Fasano: “La ropa no es cara por la producción, sino por un sistema financiero inviable”

Luego de que el ministro Luis Caputo afirmara que no compra ropa en el país porque “es un robo”, el presidente de la Cámara Textil de Mar del Plata salió al cruce. En diálogo con el Retrato, Guillermo Fasano desarmó el costo de una prenda, denunció la carga impositiva local frente a los productos chinos y advirtió que el consumo está “arruinado” por tasas de interés del 180% anual.

El ministro Luis Caputo calificó de “robo” los precios locales y defendió su decisión de no consumir indumentaria nacional. Para Guillermo Fasano, titular de la Cámara Textil de Mar del Plata, considerada la capital nacional del pulóver, los dichos del funcionario no solo son “poco felices”, sino que demuestran un profundo desconocimiento de la estructura de costos del sector.

“Es una expresión poco feliz. Que él compre afuera habla más de su desconocimiento de la industria que de su decisión personal. La ropa en líneas generales es más cara en Argentina, pero está en manos de él hacerla más barata, no de la industria. La indumentaria no es cara en el nivel de la producción, es cara porque hay un sistema impositivo, financiero y de comercialización carísimo”, sentenció Fasano en diálogo con el Retrato.

El desglose de la prenda: ¿A dónde va la plata?

Para graficar su argumento, el dirigente textil comparó el valor de salida de fábrica con el precio final en los centros comerciales de lujo, donde suele concentrarse la crítica oficial. “Un pulóver que sale de Mar del Plata a 30.000 pesos, en un shopping de marca está a 180.000. Si restás el costo de la tarjeta, las cuotas sin interés, los alquileres y el 45% de impuestos que paga la venta en esos lugares, al fabricante le quedan apenas 35.000 pesos. Los que más ganan son el Estado y los bancos”, detalló.

Fasano insistió en que el precio no es un problema de la confección: “Cuando vas a centros comerciales informales donde se vende directo de fábrica, un jean vale 15.000 pesos, no 200.000. Y es la misma tela. Caputo dice que se paga diez veces más porque compra mal: va al shopping más caro por la marca y el perfume, pero cuando viaja afuera revisa la mesa de saldos. Acá la mesa de saldos no la miran porque queda mal”.

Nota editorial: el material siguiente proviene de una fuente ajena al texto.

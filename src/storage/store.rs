//! String key-value stores backing persisted user state.

use parking_lot::Mutex;
use std::collections::BTreeMap;
use std::io::Write;
use std::path::PathBuf;
use tempfile::NamedTempFile;

use crate::error::LexiconResult;

/// Named string values, stored as serialized text
pub trait KeyValueStore: Send + Sync {
    fn get(&self, key: &str) -> LexiconResult<Option<String>>;
    fn set(&self, key: &str, value: &str) -> LexiconResult<()>;
    fn remove(&self, key: &str) -> LexiconResult<()>;
}

impl<K: KeyValueStore + ?Sized> KeyValueStore for std::sync::Arc<K> {
    fn get(&self, key: &str) -> LexiconResult<Option<String>> {
        (**self).get(key)
    }

    fn set(&self, key: &str, value: &str) -> LexiconResult<()> {
        (**self).set(key, value)
    }

    fn remove(&self, key: &str) -> LexiconResult<()> {
        (**self).remove(key)
    }
}

/// Process-local store, used by tests and one-shot runs
#[derive(Debug, Default)]
pub struct MemoryStore {
    values: Mutex<BTreeMap<String, String>>,
}

impl MemoryStore {
    #[must_use]
    pub fn new() -> Self {
        Self::default()
    }
}

impl KeyValueStore for MemoryStore {
    fn get(&self, key: &str) -> LexiconResult<Option<String>> {
        Ok(self.values.lock().get(key).cloned())
    }

    fn set(&self, key: &str, value: &str) -> LexiconResult<()> {
        self.values.lock().insert(key.to_string(), value.to_string());
        Ok(())
    }

    fn remove(&self, key: &str) -> LexiconResult<()> {
        self.values.lock().remove(key);
        Ok(())
    }
}

/// JSON object on disk, one entry per key
///
/// The whole map is rewritten on every change through a temp file in the
/// same directory followed by a rename, so readers never see a partial file.
#[derive(Debug)]
pub struct FileStore {
    path: PathBuf,
    values: Mutex<BTreeMap<String, String>>,
}

impl FileStore {
    /// Open `path`, starting empty if it does not exist yet
    ///
    /// A file that is not a JSON string map is logged and ignored; it gets
    /// replaced on the next write.
    pub fn open(path: impl Into<PathBuf>) -> LexiconResult<Self> {
        let path = path.into();
        let values = match std::fs::read_to_string(&path) {
            Ok(text) => serde_json::from_str(&text).unwrap_or_else(|e| {
                log::warn!("Ignoring unreadable state file {}: {e}", path.display());
                BTreeMap::new()
            }),
            Err(e) if e.kind() == std::io::ErrorKind::NotFound => BTreeMap::new(),
            Err(e) => return Err(e.into()),
        };

        Ok(Self {
            path,
            values: Mutex::new(values),
        })
    }

    fn flush(&self, values: &BTreeMap<String, String>) -> LexiconResult<()> {
        let parent = match self.path.parent() {
            Some(dir) if !dir.as_os_str().is_empty() => dir.to_path_buf(),
            _ => PathBuf::from("."),
        };
        std::fs::create_dir_all(&parent)?;

        let content = serde_json::to_vec_pretty(values)?;
        let mut temp_file = NamedTempFile::new_in(&parent)?;
        temp_file.write_all(&content)?;
        temp_file.persist(&self.path).map_err(|e| e.error)?;

        log::trace!("Wrote {} keys to {}", values.len(), self.path.display());
        Ok(())
    }
}

impl KeyValueStore for FileStore {
    fn get(&self, key: &str) -> LexiconResult<Option<String>> {
        Ok(self.values.lock().get(key).cloned())
    }

    fn set(&self, key: &str, value: &str) -> LexiconResult<()> {
        let mut values = self.values.lock();
        values.insert(key.to_string(), value.to_string());
        self.flush(&values)
    }

    fn remove(&self, key: &str) -> LexiconResult<()> {
        let mut values = self.values.lock();
        if values.remove(key).is_some() {
            self.flush(&values)?;
        }
        Ok(())
    }
}

/// Read a JSON-encoded list stored under `key`
///
/// Missing or corrupt values read as an empty list.
pub(crate) fn read_list<K: KeyValueStore + ?Sized>(store: &K, key: &str) -> LexiconResult<Vec<String>> {
    let Some(raw) = store.get(key)? else {
        return Ok(Vec::new());
    };
    Ok(serde_json::from_str(&raw).unwrap_or_else(|e| {
        log::warn!("Discarding corrupt '{key}' value: {e}");
        Vec::new()
    }))
}

pub(crate) fn write_list<K: KeyValueStore + ?Sized>(
    store: &K,
    key: &str,
    list: &[String],
) -> LexiconResult<()> {
    store.set(key, &serde_json::to_string(list)?)
}
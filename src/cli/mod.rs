mod commands;
mod input;

pub use commands::{Cli, OutputFormat};
pub use input::read_input;
#[cfg(test)]
mod tests {
    use super::*;
    use pretty_assertions::assert_eq;

    fn styled(text: &str, format: TextFormat) -> StyledSpan {
        StyledSpan {
            text: text.to_string(),
            style: InlineStyle {
                format,
                ..InlineStyle::default()
            },
        }
    }

    fn process(text: &str) -> Vec<StyledSpan> {
        InlineMarkdownProcessor::process(text).into_vec()
    }

    #[test]
    fn test_bold_then_italic() {
        assert_eq!(
            process("**a** *b*"),
            vec![
                styled("a", TextFormat::BOLD),
                StyledSpan::plain(" "),
                styled("b", TextFormat::ITALIC),
            ]
        );
    }

    #[test]
    fn test_two_code_spans_keep_surrounding_text() {
        let input = "run `make` then `make install` twice";
        let spans = InlineMarkdownProcessor::process(input);

        assert_eq!(spans.plain_text(), input.replace('`', ""));
        let code: Vec<_> = spans
            .iter()
            .filter(|s| s.style.format.contains(TextFormat::CODE))
            .map(|s| s.text.as_str())
            .collect();
        assert_eq!(code, vec!["make", "make install"]);
    }

    #[test]
    fn test_code_content_is_not_processed_further() {
        assert_eq!(
            process("`code **bold** #tag` **out**"),
            vec![
                styled("code **bold** #tag", TextFormat::CODE),
                StyledSpan::plain(" "),
                styled("out", TextFormat::BOLD),
            ]
        );
    }

    #[test]
    fn test_unterminated_markers_stay_literal() {
        assert_eq!(process("a **b"), vec![StyledSpan::plain("a **b")]);
        assert_eq!(process("`open"), vec![StyledSpan::plain("`open")]);
        assert_eq!(process("~~x"), vec![StyledSpan::plain("~~x")]);
    }

    #[test]
    fn test_italic_underscore_and_snake_case() {
        assert_eq!(
            process("_note_ about snake_case_name"),
            vec![
                styled("note", TextFormat::ITALIC),
                StyledSpan::plain(" about snake_case_name"),
            ]
        );
        assert_eq!(process("a_b_c"), vec![StyledSpan::plain("a_b_c")]);
    }

    #[test]
    fn test_lone_star_after_rejected_candidate() {
        // "*a *" touches the unmatched "**"; the later "*b*" must still match.
        assert_eq!(
            process("**a *b*"),
            vec![StyledSpan::plain("**a "), styled("b", TextFormat::ITALIC)]
        );
    }

    #[test]
    fn test_bold_underscores_and_strike() {
        assert_eq!(
            process("__big__ ~~old~~"),
            vec![
                styled("big", TextFormat::BOLD),
                StyledSpan::plain(" "),
                styled("old", TextFormat::STRIKETHROUGH),
            ]
        );
    }

    #[test]
    fn test_link_keeps_inner_bold() {
        let spans = process("see [**docs**](https://example.com/a) now");
        assert_eq!(spans.len(), 3);
        assert_eq!(spans[1].text, "docs");
        assert_eq!(spans[1].style.link.as_deref(), Some("https://example.com/a"));
        assert!(spans[1].style.format.contains(TextFormat::BOLD | TextFormat::UNDERLINE));
    }

    #[test]
    fn test_autolink_uses_matched_text() {
        let spans = process("visit https://help.example.com/#faq today");
        assert_eq!(spans[1].text, "https://help.example.com/#faq");
        assert_eq!(
            spans[1].style.link.as_deref(),
            Some("https://help.example.com/#faq")
        );
        // The fragment is part of the link, not a hashtag.
        assert!(spans.iter().all(|s| !s.style.hashtag));
    }

    #[test]
    fn test_link_label_not_relinked() {
        let spans = process("[https://a.io](https://b.io)");
        assert_eq!(spans.len(), 1);
        assert_eq!(spans[0].style.link.as_deref(), Some("https://b.io"));
    }

    #[test]
    fn test_hashtags_and_mentions() {
        let spans = process("ping @support_team about #billing2");
        let tagged: Vec<_> = spans
            .iter()
            .filter(|s| s.style.hashtag || s.style.mention)
            .map(|s| (s.text.as_str(), s.style.hashtag, s.style.mention))
            .collect();
        assert_eq!(
            tagged,
            vec![("@support_team", false, true), ("#billing2", true, false)]
        );
    }

    #[test]
    fn test_multibyte_text_around_markers() {
        let spans = InlineMarkdownProcessor::process("héllo **wörld** ✓ *ünï*");
        assert_eq!(spans.plain_text(), "héllo wörld ✓ ünï");
        assert_eq!(spans[1].text, "wörld");
        assert_eq!(spans[3].text, "ünï");
    }

    #[test]
    fn test_empty_input() {
        assert!(process("").is_empty());
    }
}
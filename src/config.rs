use crate::error::ConfigError;
use crate::render::FormatHint;
use crate::style::Color;
use crate::theme::{Theme, ThemeName};
use serde::{Deserialize, Serialize};
use std::fs;
use std::path::{Path, PathBuf};

#[derive(Debug, Clone, Default, Serialize, Deserialize)]
pub struct Config {
    #[serde(default)]
    pub ui: UiConfig,

    #[serde(default)]
    pub render: RenderConfig,

    /// Per-token colour overrides applied on top of the selected theme
    #[serde(default)]
    pub theme: CustomThemeConfig,
}

#[derive(Debug, Clone, Serialize, Deserialize)]
pub struct UiConfig {
    #[serde(default = "default_theme")]
    pub theme: String,
}

impl Default for UiConfig {
    fn default() -> Self {
        Self {
            theme: default_theme(),
        }
    }
}

fn default_theme() -> String {
    ThemeName::default().to_string()
}

#[derive(Debug, Clone, Default, Serialize, Deserialize)]
pub struct RenderConfig {
    /// Format to assume for untagged input; detected from the content when unset
    #[serde(default, skip_serializing_if = "Option::is_none")]
    pub default_format: Option<FormatHint>,
}

/// Custom theme color overrides
#[derive(Debug, Clone, Default, Serialize, Deserialize)]
pub struct CustomThemeConfig {
    #[serde(skip_serializing_if = "Option::is_none")]
    pub text: Option<ColorValue>,
    #[serde(skip_serializing_if = "Option::is_none")]
    pub secondary_text: Option<ColorValue>,
    #[serde(skip_serializing_if = "Option::is_none")]
    pub accent: Option<ColorValue>,
    #[serde(skip_serializing_if = "Option::is_none")]
    pub code_text: Option<ColorValue>,
    #[serde(skip_serializing_if = "Option::is_none")]
    pub code_background: Option<ColorValue>,
    #[serde(skip_serializing_if = "Option::is_none")]
    pub quote_bar: Option<ColorValue>,
    #[serde(skip_serializing_if = "Option::is_none")]
    pub table_header_background: Option<ColorValue>,
    #[serde(skip_serializing_if = "Option::is_none")]
    pub table_border: Option<ColorValue>,
    #[serde(skip_serializing_if = "Option::is_none")]
    pub rule: Option<ColorValue>,
    #[serde(skip_serializing_if = "Option::is_none")]
    pub list_marker: Option<ColorValue>,
    #[serde(skip_serializing_if = "Option::is_none")]
    pub checked_marker: Option<ColorValue>,
    #[serde(skip_serializing_if = "Option::is_none")]
    pub body_size: Option<f32>,
    #[serde(skip_serializing_if = "Option::is_none")]
    pub code_size: Option<f32>,
}

impl CustomThemeConfig {
    /// Overlay every override that resolves to a colour onto `theme`.
    pub fn apply(&self, theme: &mut Theme) {
        let overrides = [
            (&self.text, &mut theme.text),
            (&self.secondary_text, &mut theme.secondary_text),
            (&self.accent, &mut theme.accent),
            (&self.code_text, &mut theme.code_text),
            (&self.code_background, &mut theme.code_background),
            (&self.quote_bar, &mut theme.quote_bar),
            (&self.table_header_background, &mut theme.table_header_background),
            (&self.table_border, &mut theme.table_border),
            (&self.rule, &mut theme.rule),
            (&self.list_marker, &mut theme.list_marker),
            (&self.checked_marker, &mut theme.checked_marker),
        ];
        for (value, slot) in overrides {
            if let Some(color) = value.as_ref().and_then(ColorValue::to_color) {
                *slot = color;
            }
        }

        if let Some(size) = self.body_size.filter(|s| *s > 0.0) {
            theme.body_size = size;
        }
        if let Some(size) = self.code_size.filter(|s| *s > 0.0) {
            theme.code_size = size;
        }
    }
}

/// Color value that can be specified in multiple formats
#[derive(Debug, Clone, Serialize, Deserialize)]
#[serde(untagged)]
pub enum ColorValue {
    /// Named color (e.g., "Red", "Blue") or hex ("#0a84ff")
    Named(String),
    /// RGB color { rgb = [r, g, b] }
    Rgb { rgb: [u8; 3] },
}

impl ColorValue {
    pub fn to_color(&self) -> Option<Color> {
        match self {
            ColorValue::Named(name) if name.starts_with('#') => Color::from_hex(name),
            ColorValue::Named(name) => match name.to_lowercase().as_str() {
                "black" => Some(Color::rgb(0, 0, 0)),
                "white" => Some(Color::rgb(255, 255, 255)),
                "red" => Some(Color::rgb(255, 59, 48)),
                "orange" => Some(Color::rgb(255, 149, 0)),
                "yellow" => Some(Color::rgb(255, 204, 0)),
                "green" => Some(Color::rgb(52, 199, 89)),
                "blue" => Some(Color::rgb(0, 122, 255)),
                "purple" => Some(Color::rgb(175, 82, 222)),
                "gray" | "grey" => Some(Color::rgb(142, 142, 147)),
                _ => None,
            },
            ColorValue::Rgb { rgb } => Some(Color::rgb(rgb[0], rgb[1], rgb[2])),
        }
    }
}

impl Config {
    /// Get the platform-specific config file path
    /// - macOS: ~/Library/Application Support/kbrender/config.toml
    /// - Linux: ~/.config/kbrender/config.toml
    /// - Windows: %APPDATA%/kbrender/config.toml
    pub fn config_path() -> Option<PathBuf> {
        dirs::config_dir().map(|p| p.join("kbrender").join("config.toml"))
    }

    /// Load config from the default location, or return defaults if it is
    /// missing or unreadable
    pub fn load() -> Self {
        Self::config_path()
            .and_then(|path| match Self::load_from(&path) {
                Ok(config) => Some(config),
                Err(err) => {
                    if path.exists() {
                        tracing::warn!(error = %err, "ignoring config file");
                    }
                    None
                }
            })
            .unwrap_or_default()
    }

    pub fn load_from(path: &Path) -> Result<Self, ConfigError> {
        let contents = fs::read_to_string(path).map_err(|source| ConfigError::Io {
            path: path.to_path_buf(),
            source,
        })?;
        toml::from_str(&contents).map_err(|source| ConfigError::Parse {
            path: path.to_path_buf(),
            source,
        })
    }

    /// Save config to the default location
    pub fn save(&self) -> Result<(), ConfigError> {
        let path = Self::config_path().ok_or(ConfigError::NoConfigDir)?;
        self.save_to(&path)
    }

    pub fn save_to(&self, path: &Path) -> Result<(), ConfigError> {
        let io_err = |source| ConfigError::Io {
            path: path.to_path_buf(),
            source,
        };

        // Create parent directory if it doesn't exist
        if let Some(parent) = path.parent() {
            fs::create_dir_all(parent).map_err(io_err)?;
        }

        let contents = toml::to_string_pretty(self)?;
        fs::write(path, contents).map_err(io_err)
    }

    /// Parse theme name from string, falling back to the default preset
    pub fn theme_name(&self) -> ThemeName {
        self.ui.theme.parse().unwrap_or_default()
    }

    /// The effective theme: the named preset with overrides applied
    pub fn theme(&self) -> Theme {
        let mut theme = Theme::from_name(self.theme_name());
        self.theme.apply(&mut theme);
        theme
    }
}

#[cfg(test)]
mod tests {
    use super::*;
    use tempfile::tempdir;

    #[test]
    fn test_defaults_when_sections_missing() {
        let config: Config = toml::from_str("").unwrap();
        assert_eq!(config.theme_name(), ThemeName::Light);
        assert_eq!(config.render.default_format, None);
        assert_eq!(config.theme(), Theme::light());
    }

    #[test]
    fn test_overrides_apply_to_named_theme() {
        let config: Config = toml::from_str(
            r##"
            [ui]
            theme = "Dark"

            [render]
            default_format = "markdown"

            [theme]
            accent = "#ff2d55"
            code_background = { rgb = [1, 2, 3] }
            rule = "green"
            quote_bar = "not-a-color"
            body_size = 18.0
            "##,
        )
        .unwrap();

        let theme = config.theme();
        let dark = Theme::dark();
        assert_eq!(theme.accent, Color::rgb(0xff, 0x2d, 0x55));
        assert_eq!(theme.code_background, Color::rgb(1, 2, 3));
        assert_eq!(theme.rule, Color::rgb(52, 199, 89));
        assert_eq!(theme.quote_bar, dark.quote_bar);
        assert_eq!(theme.text, dark.text);
        assert_eq!(theme.body_size, 18.0);
        assert_eq!(config.render.default_format, Some(FormatHint::Markdown));
    }

    #[test]
    fn test_unknown_theme_name_falls_back() {
        let mut config = Config::default();
        config.ui.theme = "Solarized".to_string();
        assert_eq!(config.theme_name(), ThemeName::Light);
    }

    #[test]
    fn test_save_and_load_roundtrip() {
        let dir = tempdir().unwrap();
        let path = dir.path().join("nested").join("config.toml");

        let mut config = Config::default();
        config.ui.theme = ThemeName::Dark.to_string();
        config.theme.accent = Some(ColorValue::Named("#123456".to_string()));
        config.save_to(&path).unwrap();

        let loaded = Config::load_from(&path).unwrap();
        assert_eq!(loaded.theme_name(), ThemeName::Dark);
        assert_eq!(loaded.theme().accent, Color::rgb(0x12, 0x34, 0x56));
    }

    #[test]
    fn test_load_errors() {
        let dir = tempdir().unwrap();
        let missing = dir.path().join("missing.toml");
        assert!(matches!(Config::load_from(&missing), Err(ConfigError::Io { .. })));

        let broken = dir.path().join("broken.toml");
        fs::write(&broken, "[ui\ntheme = ").unwrap();
        assert!(matches!(Config::load_from(&broken), Err(ConfigError::Parse { .. })));
    }
}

El “marketing político” y la competencia con China

Uno de los puntos más urgentes del reclamo PyME es la reciente apertura de importaciones, que según Fasano, se realizó sin corregir primero las distorsiones locales. “Se preocupan por el precio pero hacen marketing político. No solo no nos bajan los impuestos para que podamos ser competitivos, sino que se los bajan a los chinos. La mano de obra argentina genera cargas sociales y aportes, la de los chinos se queda en China. Si a nosotros no nos dan alivio y a ellos sí, lógico que lo importado va a ser más barato”, denunció.

Asimismo, el empresario cargó contra la “mala praxis” financiera que, según su visión, está destruyendo la propensión al consumo. “Un país con una inflación del 2% mensual y una tasa de interés del 180% anual es inviable. En Estados Unidos suben medio punto la tasa para enfriar el consumo, acá pasamos del 30 al 180. El resultado es que el consumo está arruinado”.

Una Mar del Plata de resiliencia PyME al límite

Fasano describió un panorama de resistencia pero con señales claras de agotamiento en la ciudad. El modelo 100% PyME de la ciudad ha servido de “escudo” gracias al afecto y la nostalgia de los dueños que intentan no despedir, pero el ajuste actual está perforando esa barrera.

“Mar del Plata subsiste porque es una estructura muy fuerte e instalada, pero cada uno se va ajustando, el que tenía cien empleados ahora tiene setenta y así poco a poco va bajando. Es una lástima porque se pierde la posibilidad de exportar marcas que mandan pulóveres a todo el mundo. El problema no es el sistema de protección, es la falta de honestidad o la mala praxis de quienes prefieren hacer negocios antes que administrar el empleo”, analizó.

Finalmente, Fasano pidió al ministro que se concentre en las variables que sí maneja su cartera: “Le diría al ministro: pará con la ropa, seguí comprándola afuera si te gusta, pero ocupate de lo que vos sabés, que es el sistema financiero, porque esa tasa de interés está arruinando y despidiendo gente”, concluyó.